As discussed my previous blog post in July, both Social Security and Medicare are facing serious financial troubles in the near future as a result of Baby Boomers aging into the programs and rising healthcare costs. Medicare has specifically had a bleak outlook for the next few decades as reports in recent years indicated the program will face insolvency if its obligation to provide benefits to a growing pool of enrollees is not balanced by an increase in tax revenues.
Trustees of Medicare reported Thursday that cost-cutting measure in The Patient Protection and Affordable Care Act of 2010 have pushed Medicare’s impending insolvency off another 12 years. Because of these provisions in the law, Medicare’s hospital insurance trust fund should remain solvent until 2029. Both the 75 year shortfall for the hospital fund and the projected costs of the Medicare Supplementary Insurance program were further brought down. The trustees warned that though these projections are an improvement over last year’s estimates, additional reforms will be necessary for the programs to be financially sustainable.

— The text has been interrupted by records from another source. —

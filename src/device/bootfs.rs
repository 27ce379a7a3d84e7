//! Seeds the fixed filesystem layout a freshly booted device presents.

use std::sync::Arc;

use crate::vfs::{DeviceKind, Result, Vfs};

const TOP_LEVEL_DIRS: &[&str] = &[
    "/etc", "/home", "/tmp", "/usr", "/var", "/dev", "/proc", "/sys", "/opt", "/run", "/mnt",
    "/media", "/boot", "/srv",
];

/// Modern Debian merged-/usr layout: these root entries are symlinks.
const USR_MERGE_LINKS: &[(&str, &str)] = &[
    ("/bin", "usr/bin"),
    ("/sbin", "usr/sbin"),
    ("/lib", "usr/lib"),
    ("/lib64", "usr/lib64"),
];

const ETC_SHELLS: &str = "# /etc/shells: valid login shells\n/bin/sh\n/bin/bash\n/usr/bin/sh\n/usr/bin/bash\n";

const ETC_SUDOERS: &str = "# User privilege specification\nroot\tALL=(ALL:ALL) ALL\n%sudo\tALL=(ALL:ALL) ALL\n";

/// Builds the boot tree: top-level directories, the merged-/usr symlinks,
/// the three character devices, and the fixed `/etc` files.
pub fn seed_filesystem(vfs: &Arc<Vfs>, hostname: &str) -> Result<()> {
    for dir in TOP_LEVEL_DIRS {
        vfs.mkdirp(dir, Some(0o755), "/", 0, 0, 0)?;
    }
    vfs.mkdirp("/root", Some(0o700), "/", 0, 0, 0)?;
    vfs.chmod("/tmp", 0o1777, false, "/")?;

    for sub in ["/usr/bin", "/usr/sbin", "/usr/lib", "/usr/lib64", "/usr/local", "/usr/share"] {
        vfs.mkdirp(sub, Some(0o755), "/", 0, 0, 0)?;
    }
    for (link, target) in USR_MERGE_LINKS {
        vfs.create_symlink(link, target, "/", 0, 0)?;
    }

    vfs.mkdirp("/var/log", Some(0o755), "/", 0, 0, 0)?;
    vfs.mkdirp("/var/tmp", Some(0o1777), "/", 0, 0, 0)?;
    vfs.mkdirp("/run/lock", Some(0o1777), "/", 0, 0, 0)?;

    vfs.create_char_dev("/dev/null", DeviceKind::Null, 0o666, "/", 0, 0)?;
    vfs.create_char_dev("/dev/zero", DeviceKind::Zero, 0o666, "/", 0, 0)?;
    vfs.create_char_dev("/dev/urandom", DeviceKind::Urandom, 0o666, "/", 0, 0)?;

    vfs.write_file("/etc/hostname", format!("{hostname}\n").as_bytes(), false, "/", 0, 0, 0o022)?;
    vfs.write_file("/etc/shells", ETC_SHELLS.as_bytes(), false, "/", 0, 0, 0o022)?;
    vfs.write_file("/etc/sudoers", ETC_SUDOERS.as_bytes(), false, "/", 0, 0, 0o022)?;
    vfs.chmod("/etc/sudoers", 0o440, false, "/")?;
    vfs.write_file(
        "/etc/hosts",
        format!("127.0.0.1\tlocalhost\n127.0.1.1\t{hostname}\n").as_bytes(),
        false,
        "/",
        0,
        0,
        0o022,
    )?;

    // Stub binaries so path lookups, `stat` and setuid experiments work
    // against real inodes.
    for name in crate::commands::command_names() {
        let path = format!("/usr/bin/{name}");
        vfs.touch(&path, "/", 0, 0, 0)?;
        vfs.chmod(&path, 0o755, false, "/")?;
    }
    for name in ["sh", "bash", "sudo", "su", "nologin"] {
        let path = format!("/usr/bin/{name}");
        vfs.touch(&path, "/", 0, 0, 0)?;
        vfs.chmod(&path, if name == "sudo" { 0o4755 } else { 0o755 }, false, "/")?;
    }

    Ok(())
}

#[cfg(test)]
mod tests {
    use super::*;

    #[test]
    fn root_listing_matches_debian_layout() {
        let vfs = Arc::new(Vfs::new_empty(0, 0));
        seed_filesystem(&vfs, "sim").unwrap();

        for dir in TOP_LEVEL_DIRS {
            let id = vfs.resolve(dir, true).unwrap();
            assert!(vfs.inode(id).unwrap().is_dir(), "{dir} should be a directory");
        }
        for (link, target) in USR_MERGE_LINKS {
            let id = vfs.resolve(link, false).unwrap();
            let inode = vfs.inode(id).unwrap();
            assert_eq!(inode.symlink_target.as_deref(), Some(*target));
        }
    }

    #[test]
    fn tmp_is_sticky_and_root_is_private() {
        let vfs = Arc::new(Vfs::new_empty(0, 0));
        seed_filesystem(&vfs, "sim").unwrap();

        let tmp = vfs.inode(vfs.resolve("/tmp", true).unwrap()).unwrap();
        assert_eq!(tmp.mode.bits(), 0o1777);
        let root_home = vfs.inode(vfs.resolve("/root", true).unwrap()).unwrap();
        assert_eq!(root_home.mode.bits(), 0o700);
    }

    #[test]
    fn dev_nodes_behave_like_character_devices() {
        let vfs = Arc::new(Vfs::new_empty(0, 0));
        seed_filesystem(&vfs, "sim").unwrap();

        assert!(vfs.read_file("/dev/null", "/").unwrap().is_empty());
        assert_eq!(vfs.read_file("/dev/zero", "/").unwrap(), vec![0u8; 1024]);
        assert_eq!(vfs.read_file("/dev/urandom", "/").unwrap().len(), 1024);
        vfs.write_file("/dev/null", b"discarded", false, "/", 0, 0, 0).unwrap();
        assert!(vfs.read_file("/dev/null", "/").unwrap().is_empty());
    }
}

The trustees further estimate a new tax on so-called Cadillac insurance plans (the priciest health insurance coverage generally held by highly paid managers and executives) which goes into effect in 2019 will improve Social Security’s finances in the long-term. In the short-term however, Social Security’s financial stability appears tenuous as this year for the first time benefits paid will exceed revenue. Because of the recession this day has come 6 years earlier than previously estimated. The trustee’s report projects that the program’s finances will return to equilibrium for the next several years as the economy climbs slowly out of the downturn. However, the problem of the aging Baby Boom generation remains and though the economy is strengthening more enrollees will soon increase the program’s deficits.
Estimates show that Social Security’s current payroll tax and interest revenue will cover benefits through 2024, but after that the program will begin drawing from its trust fund. This trust fund is not actually a money reserve but rather a complex accounting device which tracks the accumulated surplus. The estimated date by which this fund will empty remains the same as last year’s estimate – 2037. After 2037, payroll tax income to the program will cover only 75% of promised benefits. As a result, unless we want to see reduced benefits and higher taxes to cover the program, America cannot rest on the laurels of this latest reform and must urgently push for entitlement reform to ensure both Medicare and Social Security remain solvent.